**Stored items**
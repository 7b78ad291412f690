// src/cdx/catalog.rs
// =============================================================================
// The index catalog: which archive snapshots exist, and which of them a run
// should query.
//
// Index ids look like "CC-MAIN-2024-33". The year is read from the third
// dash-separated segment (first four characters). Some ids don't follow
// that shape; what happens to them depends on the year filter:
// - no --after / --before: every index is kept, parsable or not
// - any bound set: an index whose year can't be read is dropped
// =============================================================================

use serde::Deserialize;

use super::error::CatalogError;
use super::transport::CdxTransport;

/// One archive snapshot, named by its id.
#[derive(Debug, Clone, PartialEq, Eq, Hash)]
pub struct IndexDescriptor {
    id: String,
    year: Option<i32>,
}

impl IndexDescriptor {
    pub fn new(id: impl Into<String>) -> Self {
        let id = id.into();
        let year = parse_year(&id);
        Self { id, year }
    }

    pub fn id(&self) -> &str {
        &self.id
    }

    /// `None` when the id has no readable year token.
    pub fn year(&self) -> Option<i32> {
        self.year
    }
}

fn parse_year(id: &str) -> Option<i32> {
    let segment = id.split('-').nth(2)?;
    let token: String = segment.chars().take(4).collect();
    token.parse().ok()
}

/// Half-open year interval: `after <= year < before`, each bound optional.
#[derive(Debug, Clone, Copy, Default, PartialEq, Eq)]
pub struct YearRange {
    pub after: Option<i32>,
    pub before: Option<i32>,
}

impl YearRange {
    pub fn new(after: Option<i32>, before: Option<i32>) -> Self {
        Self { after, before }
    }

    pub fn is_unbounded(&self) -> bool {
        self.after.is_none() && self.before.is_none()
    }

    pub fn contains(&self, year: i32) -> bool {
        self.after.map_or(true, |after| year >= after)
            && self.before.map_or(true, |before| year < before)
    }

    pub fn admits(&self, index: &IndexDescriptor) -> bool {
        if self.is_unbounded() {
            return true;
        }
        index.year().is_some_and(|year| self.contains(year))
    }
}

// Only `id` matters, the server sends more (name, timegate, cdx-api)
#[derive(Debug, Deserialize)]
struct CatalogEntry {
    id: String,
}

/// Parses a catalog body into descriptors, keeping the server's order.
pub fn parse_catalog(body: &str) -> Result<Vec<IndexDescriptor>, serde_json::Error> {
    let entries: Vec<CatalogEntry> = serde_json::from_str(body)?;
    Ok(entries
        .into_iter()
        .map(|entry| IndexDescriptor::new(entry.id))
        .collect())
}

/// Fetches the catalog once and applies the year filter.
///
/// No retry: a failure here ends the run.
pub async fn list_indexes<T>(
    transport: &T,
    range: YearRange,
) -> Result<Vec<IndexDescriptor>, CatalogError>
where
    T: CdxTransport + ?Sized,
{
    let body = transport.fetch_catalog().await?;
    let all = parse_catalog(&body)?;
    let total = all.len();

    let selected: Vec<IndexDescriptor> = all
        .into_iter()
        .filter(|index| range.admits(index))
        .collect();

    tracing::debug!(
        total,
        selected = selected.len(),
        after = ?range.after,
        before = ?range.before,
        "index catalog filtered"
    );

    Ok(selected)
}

**Task requirements**
Gather each line in the entries above where the string "YearRange" is found.

**Completed task**
pub struct YearRange {
impl YearRange {
    range: YearRange,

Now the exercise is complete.